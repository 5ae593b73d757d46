//! Stroke capture and trajectory normalization.

pub mod buffer;
pub mod geometry;

pub use buffer::{Discard, StrokeConfig, Trajectory, TrajectoryBuffer};
pub use geometry::Point2;
//! Frame-processing pipeline.
//!
//! The controller handles frames and commands on one loop thread. A polling
//! thread feeds it landmark frames through a bounded crossbeam channel, and
//! events come back on a second bounded channel.

pub mod controller;
pub mod error;
pub mod orchestrator;
pub mod station;
pub mod types;

pub use controller::PipelineController;
pub use error::{ErrorReporter, LogReporter, StationError};
pub use orchestrator::{ControllerStation, LoopInput, Pipeline, PipelineConfig, PipelineHandle};
pub use station::{Station, StationRunner};
pub use types::{Command, PipelineEvent, Snapshot};
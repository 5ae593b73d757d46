//! Gesture segmentation from per-frame finger pose.

pub mod pose;
pub mod segmenter;

pub use pose::Pose;
pub use segmenter::{GestureSegmenter, SegmentEvent, SegmenterConfig};
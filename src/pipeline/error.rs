//! Error types and reporting for pipeline stations.

use std::fmt;
use tracing::{error, warn};

/// Errors that can occur during station processing.
#[derive(Debug, Clone)]
pub enum StationError {
    /// Recoverable error that allows the station to continue processing.
    Recoverable(String),
    /// Fatal error that requires the station to shut down.
    Fatal(String),
}

impl fmt::Display for StationError {
    fn fmt(&self, f: &mut fmt::Formatter<'_>) -> fmt::Result {
        match self {
            StationError::Recoverable(msg) => write!(f, "Recoverable error: {}", msg),
            StationError::Fatal(msg) => write!(f, "Fatal error: {}", msg),
        }
    }
}

impl std::error::Error for StationError {}

/// Trait for reporting station errors.
pub trait ErrorReporter: Send + Sync {
    /// Reports an error from a station.
    fn report(&self, station: &str, error: &StationError);
}

/// Error reporter that forwards to `tracing`.
#[derive(Debug, Clone, Copy, Default)]
pub struct LogReporter;

impl ErrorReporter for LogReporter {
    fn report(&self, station: &str, error: &StationError) {
        match error {
            StationError::Recoverable(msg) => warn!(station, "{}", msg),
            StationError::Fatal(msg) => error!(station, "{}", msg),
        }
    }
}

#[cfg(test)]
mod tests {
    use super::*;

    #[test]
    fn test_station_error_display() {
        let recoverable = StationError::Recoverable("event channel full".to_string());
        assert_eq!(
            recoverable.to_string(),
            "Recoverable error: event channel full"
        );

        let fatal = StationError::Fatal("session lost".to_string());
        assert_eq!(fatal.to_string(), "Fatal error: session lost");
    }

    #[test]
    fn test_log_reporter() {
        let reporter = LogReporter;
        reporter.report("Controller", &StationError::Recoverable("test".to_string()));
        reporter.report("Controller", &StationError::Fatal("test".to_string()));
    }
}
//! Commands, events and snapshots exchanged with the controller loop.

use crate::error::AirwriteError;
use crate::stroke::Point2;
use serde::{Deserialize, Serialize};
use std::str::FromStr;

/// External commands queued into the controller loop.
#[derive(Debug, Clone, Copy, PartialEq, Eq, Serialize, Deserialize)]
#[serde(tag = "type", rename_all = "snake_case")]
pub enum Command {
    StartTracking,
    StopTracking,
    ToggleCamera,
    RestartWord,
    CommitWord,
    ClearConversation,
    ClearActiveStroke,
}

impl FromStr for Command {
    type Err = AirwriteError;

    /// Parse the short command words used on the interactive console.
    fn from_str(s: &str) -> Result<Self, Self::Err> {
        match s.trim().to_ascii_lowercase().as_str() {
            "start" => Ok(Command::StartTracking),
            "stop" => Ok(Command::StopTracking),
            "toggle" | "camera" => Ok(Command::ToggleCamera),
            "restart" => Ok(Command::RestartWord),
            "commit" | "add" => Ok(Command::CommitWord),
            "clear" => Ok(Command::ClearConversation),
            "clear-stroke" | "clear-canvas" => Ok(Command::ClearActiveStroke),
            other => Err(AirwriteError::Other(format!("unknown command '{}'", other))),
        }
    }
}

/// Events published by the controller for the UI layer.
#[derive(Debug, Clone, PartialEq, Serialize, Deserialize)]
#[serde(tag = "type", rename_all = "snake_case")]
pub enum PipelineEvent {
    /// The status line changed.
    Status { text: String },
    StrokeStarted,
    StrokeDiscarded { reason: String },
    LetterAccepted {
        letter: char,
        confidence: f32,
        word: String,
    },
    /// A candidate failed the acceptance policy. Carries the source stroke's
    /// raw point count and duration.
    LetterRejected {
        letter: char,
        confidence: f32,
        raw_points: usize,
        duration_ms: u64,
    },
    ClassifierFailed { message: String },
    WordCommitted {
        word: String,
        conversation_len: usize,
    },
    WordRestarted,
    ConversationCleared,
    TrackingChanged { active: bool },
    SourceFailed { message: String },
    /// A finite landmark source reached its end.
    SourceFinished,
}

/// Point-in-time view of the session for rendering.
#[derive(Debug, Clone, Default, PartialEq, Serialize)]
pub struct Snapshot {
    pub tracking: bool,
    pub status: String,
    pub current_word: String,
    pub conversation: Vec<String>,
    /// Raw points of the open stroke, for trail rendering.
    pub active_stroke: Vec<Point2>,
    pub last_letter: Option<char>,
}
//! Trajectory buffer: collects the active stroke and normalizes it on close.

use crate::defaults;
use crate::stroke::geometry::{self, Point2};
use thiserror::Error;
use tracing::debug;

/// Thresholds and normalization parameters for a stroke.
#[derive(Debug, Clone, Copy, PartialEq)]
pub struct StrokeConfig {
    /// Minimum raw points for a stroke to be classified.
    pub min_points: usize,
    /// Minimum path length in landmark units.
    pub min_path_length: f32,
    /// Minimum time between first and last point (milliseconds).
    pub min_duration_ms: u64,
    /// Points in the resampled trajectory handed to the classifier.
    pub resample_points: usize,
    /// Size the longer bounding-box side is scaled to.
    pub reference_size: f32,
}

impl Default for StrokeConfig {
    fn default() -> Self {
        Self {
            min_points: defaults::MIN_STROKE_POINTS,
            min_path_length: defaults::MIN_PATH_LENGTH,
            min_duration_ms: defaults::MIN_STROKE_DURATION_MS,
            resample_points: defaults::RESAMPLE_POINTS,
            reference_size: defaults::REFERENCE_SIZE,
        }
    }
}

/// Why a stroke never reached the classifier.
#[derive(Debug, Clone, PartialEq, Error)]
pub enum Discard {
    #[error("too few points ({points} < {min})")]
    TooFewPoints { points: usize, min: usize },

    #[error("path too short ({length:.3} < {min:.3})")]
    PathTooShort { length: f32, min: f32 },

    #[error("too brief ({duration_ms}ms < {min_ms}ms)")]
    TooBrief { duration_ms: u64, min_ms: u64 },

    #[error("interrupted after {idle_ms}ms without a hand")]
    Interrupted { idle_ms: u64 },

    #[error("no stroke in progress")]
    NotStarted,
}

/// A closed, normalized stroke ready for classification.
#[derive(Debug, Clone, PartialEq)]
pub struct Trajectory {
    /// Normalized, resampled points (fixed length).
    pub points: Vec<Point2>,
    /// Points captured before resampling.
    pub raw_point_count: usize,
    /// Raw path length in landmark units.
    pub path_length: f32,
    pub duration_ms: u64,
}

impl Trajectory {
    pub fn len(&self) -> usize {
        self.points.len()
    }

    pub fn is_empty(&self) -> bool {
        self.points.is_empty()
    }
}

/// Working memory for the single open stroke.
#[derive(Debug, Clone)]
pub struct TrajectoryBuffer {
    config: StrokeConfig,
    points: Vec<Point2>,
    started_ms: Option<u64>,
    last_ms: u64,
}

impl TrajectoryBuffer {
    pub fn new(config: StrokeConfig) -> Self {
        Self {
            config,
            points: Vec::with_capacity(128),
            started_ms: None,
            last_ms: 0,
        }
    }

    /// Opens a new stroke at `point`, dropping anything previously buffered.
    pub fn begin(&mut self, point: Point2, timestamp_ms: u64) {
        self.points.clear();
        self.points.push(point);
        self.started_ms = Some(timestamp_ms);
        self.last_ms = timestamp_ms;
    }

    /// Appends a point to the open stroke. Ignored when no stroke is open.
    pub fn add_point(&mut self, point: Point2, timestamp_ms: u64) -> bool {
        if self.started_ms.is_none() {
            return false;
        }
        self.points.push(point);
        self.last_ms = self.last_ms.max(timestamp_ms);
        true
    }

    /// Closes the stroke and returns the normalized trajectory.
    ///
    /// The buffer is empty and reusable afterwards, whether or not the
    /// stroke passed the discard policy.
    pub fn finish(&mut self) -> Result<Trajectory, Discard> {
        let Some(started_ms) = self.started_ms.take() else {
            return Err(Discard::NotStarted);
        };
        let result = self.evaluate(started_ms);
        self.points.clear();
        result
    }

    fn evaluate(&self, started_ms: u64) -> Result<Trajectory, Discard> {
        let raw_point_count = self.points.len();
        if raw_point_count < self.config.min_points {
            return Err(Discard::TooFewPoints {
                points: raw_point_count,
                min: self.config.min_points,
            });
        }

        let length = geometry::path_length(&self.points);
        if length < self.config.min_path_length {
            return Err(Discard::PathTooShort {
                length,
                min: self.config.min_path_length,
            });
        }

        let duration_ms = self.last_ms.saturating_sub(started_ms);
        if duration_ms < self.config.min_duration_ms {
            return Err(Discard::TooBrief {
                duration_ms,
                min_ms: self.config.min_duration_ms,
            });
        }

        let normalized = geometry::normalize(&self.points, self.config.reference_size);
        let points = geometry::resample(&normalized, self.config.resample_points);
        debug!(
            raw_points = raw_point_count,
            path_length = length,
            duration_ms,
            "Stroke closed"
        );

        Ok(Trajectory {
            points,
            raw_point_count,
            path_length: length,
            duration_ms,
        })
    }

    /// Drops the open stroke without evaluating it.
    pub fn clear(&mut self) {
        self.points.clear();
        self.started_ms = None;
    }

    pub fn is_open(&self) -> bool {
        self.started_ms.is_some()
    }

    /// Read-only view of the open stroke's raw points (for trail rendering).
    pub fn snapshot(&self) -> &[Point2] {
        &self.points
    }

    pub fn config(&self) -> &StrokeConfig {
        &self.config
    }
}

#[cfg(test)]
mod tests {
    use super::*;

    fn config() -> StrokeConfig {
        StrokeConfig {
            min_points: 5,
            min_path_length: 0.1,
            min_duration_ms: 100,
            resample_points: 16,
            reference_size: 1.0,
        }
    }

    /// Feeds a horizontal line of `n` points, 0.05 apart, 30ms apart.
    fn feed_line(buffer: &mut TrajectoryBuffer, n: usize) {
        buffer.begin(Point2::new(0.0, 0.5), 0);
        for i in 1..n {
            buffer.add_point(Point2::new(i as f32 * 0.05, 0.5), i as u64 * 30);
        }
    }

    #[test]
    fn test_finish_returns_fixed_length_trajectory() {
        let mut buffer = TrajectoryBuffer::new(config());
        feed_line(&mut buffer, 10);

        let trajectory = buffer.finish().unwrap();
        assert_eq!(trajectory.len(), 16);
        assert_eq!(trajectory.raw_point_count, 10);
        assert_eq!(trajectory.duration_ms, 270);
        assert!((trajectory.path_length - 0.45).abs() < 1e-4);
    }

    #[test]
    fn test_trajectory_is_centered_and_scaled() {
        let mut buffer = TrajectoryBuffer::new(config());
        feed_line(&mut buffer, 10);

        let trajectory = buffer.finish().unwrap();
        let first = trajectory.points[0];
        let last = trajectory.points[trajectory.len() - 1];
        assert!((first.x + 0.5).abs() < 1e-4);
        assert!((last.x - 0.5).abs() < 1e-4);
        assert!(trajectory.points.iter().all(|p| p.y.abs() < 1e-4));
    }

    #[test]
    fn test_too_few_points_discarded() {
        let mut buffer = TrajectoryBuffer::new(config());
        feed_line(&mut buffer, 4);

        assert_eq!(
            buffer.finish(),
            Err(Discard::TooFewPoints { points: 4, min: 5 })
        );
    }

    #[test]
    fn test_short_path_discarded() {
        let mut buffer = TrajectoryBuffer::new(config());
        buffer.begin(Point2::new(0.5, 0.5), 0);
        for i in 1..8 {
            buffer.add_point(Point2::new(0.5 + i as f32 * 0.001, 0.5), i * 30);
        }

        assert!(matches!(
            buffer.finish(),
            Err(Discard::PathTooShort { .. })
        ));
    }

    #[test]
    fn test_brief_stroke_discarded() {
        let mut buffer = TrajectoryBuffer::new(config());
        buffer.begin(Point2::new(0.0, 0.0), 1000);
        for i in 1..8 {
            buffer.add_point(Point2::new(i as f32 * 0.1, 0.0), 1000 + i * 5);
        }

        assert_eq!(
            buffer.finish(),
            Err(Discard::TooBrief {
                duration_ms: 35,
                min_ms: 100
            })
        );
    }

    #[test]
    fn test_buffer_reusable_after_finish() {
        let mut buffer = TrajectoryBuffer::new(config());
        feed_line(&mut buffer, 3);
        assert!(buffer.finish().is_err());
        assert!(!buffer.is_open());
        assert!(buffer.snapshot().is_empty());

        feed_line(&mut buffer, 10);
        assert!(buffer.finish().is_ok());
    }

    #[test]
    fn test_finish_without_begin() {
        let mut buffer = TrajectoryBuffer::new(config());
        assert_eq!(buffer.finish(), Err(Discard::NotStarted));
    }

    #[test]
    fn test_add_point_ignored_when_closed() {
        let mut buffer = TrajectoryBuffer::new(config());
        assert!(!buffer.add_point(Point2::new(0.1, 0.1), 10));
        assert!(buffer.snapshot().is_empty());
    }

    #[test]
    fn test_clear_drops_open_stroke() {
        let mut buffer = TrajectoryBuffer::new(config());
        feed_line(&mut buffer, 6);
        assert_eq!(buffer.snapshot().len(), 6);

        buffer.clear();
        assert!(!buffer.is_open());
        assert_eq!(buffer.finish(), Err(Discard::NotStarted));
    }
}
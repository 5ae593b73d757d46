//! Default configuration constants for airwrite.
//!
//! Shared by the config file layer and the per-component config structs so
//! both agree on one set of numbers.

/// Consecutive frames a new pose must persist before the segmenter honors it.
///
/// Three frames at 30 fps is ~100ms, enough to reject single-frame detector
/// jitter without making stroke starts feel sluggish.
pub const DEBOUNCE_FRAMES: u32 = 3;

/// Hand-absent duration in milliseconds after which the pose resets to idle.
///
/// An open stroke interrupted for longer than this is aborted, not classified.
pub const IDLE_TIMEOUT_MS: u64 = 500;

/// How long an open palm must be held to signal "word complete" (milliseconds).
pub const WORD_COMPLETE_DWELL_MS: u64 = 800;

/// Minimum raw points a stroke needs to be eligible for classification.
pub const MIN_STROKE_POINTS: usize = 10;

/// Minimum stroke path length, in landmark coordinate units.
///
/// Landmark coordinates are normalized to the image (0.0 to 1.0), so 0.05 is
/// 5% of the frame width.
pub const MIN_PATH_LENGTH: f32 = 0.05;

/// Minimum stroke duration in milliseconds.
pub const MIN_STROKE_DURATION_MS: u64 = 150;

/// Number of points every trajectory is resampled to before classification.
pub const RESAMPLE_POINTS: usize = 32;

/// Side length of the square the longer bounding-box side is scaled to.
pub const REFERENCE_SIZE: f32 = 1.0;

/// Minimum classifier confidence for a letter to be accepted.
pub const ACCEPTANCE_THRESHOLD: f32 = 0.6;

/// Capacity of the controller's input channel (frames and commands).
pub const INPUT_BUFFER: usize = 64;

/// Capacity of the event channel consumed by the UI layer.
pub const EVENT_BUFFER: usize = 256;

/// Interval between landmark source polls when no frame is ready (milliseconds).
pub const POLL_INTERVAL_MS: u64 = 10;

/// Consecutive source read failures tolerated before the session is stopped.
pub const MAX_SOURCE_ERRORS: u32 = 10;

/// Status text shown before anything has happened.
pub const STATUS_READY: &str = "Ready";

/// Largest fingertip jump between frames (image-normalized) for an unlabeled
/// hand to still count as the drawing hand.
pub const MAX_TIP_JUMP: f32 = 0.2;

- Directions:
Lines in the data that include the word "between" should all be copied.

- Output below:
    /// Minimum time between first and last point (milliseconds).
/// Interval between landmark source polls when no frame is ready (milliseconds).
/// Largest fingertip jump between frames (image-normalized) for an unlabeled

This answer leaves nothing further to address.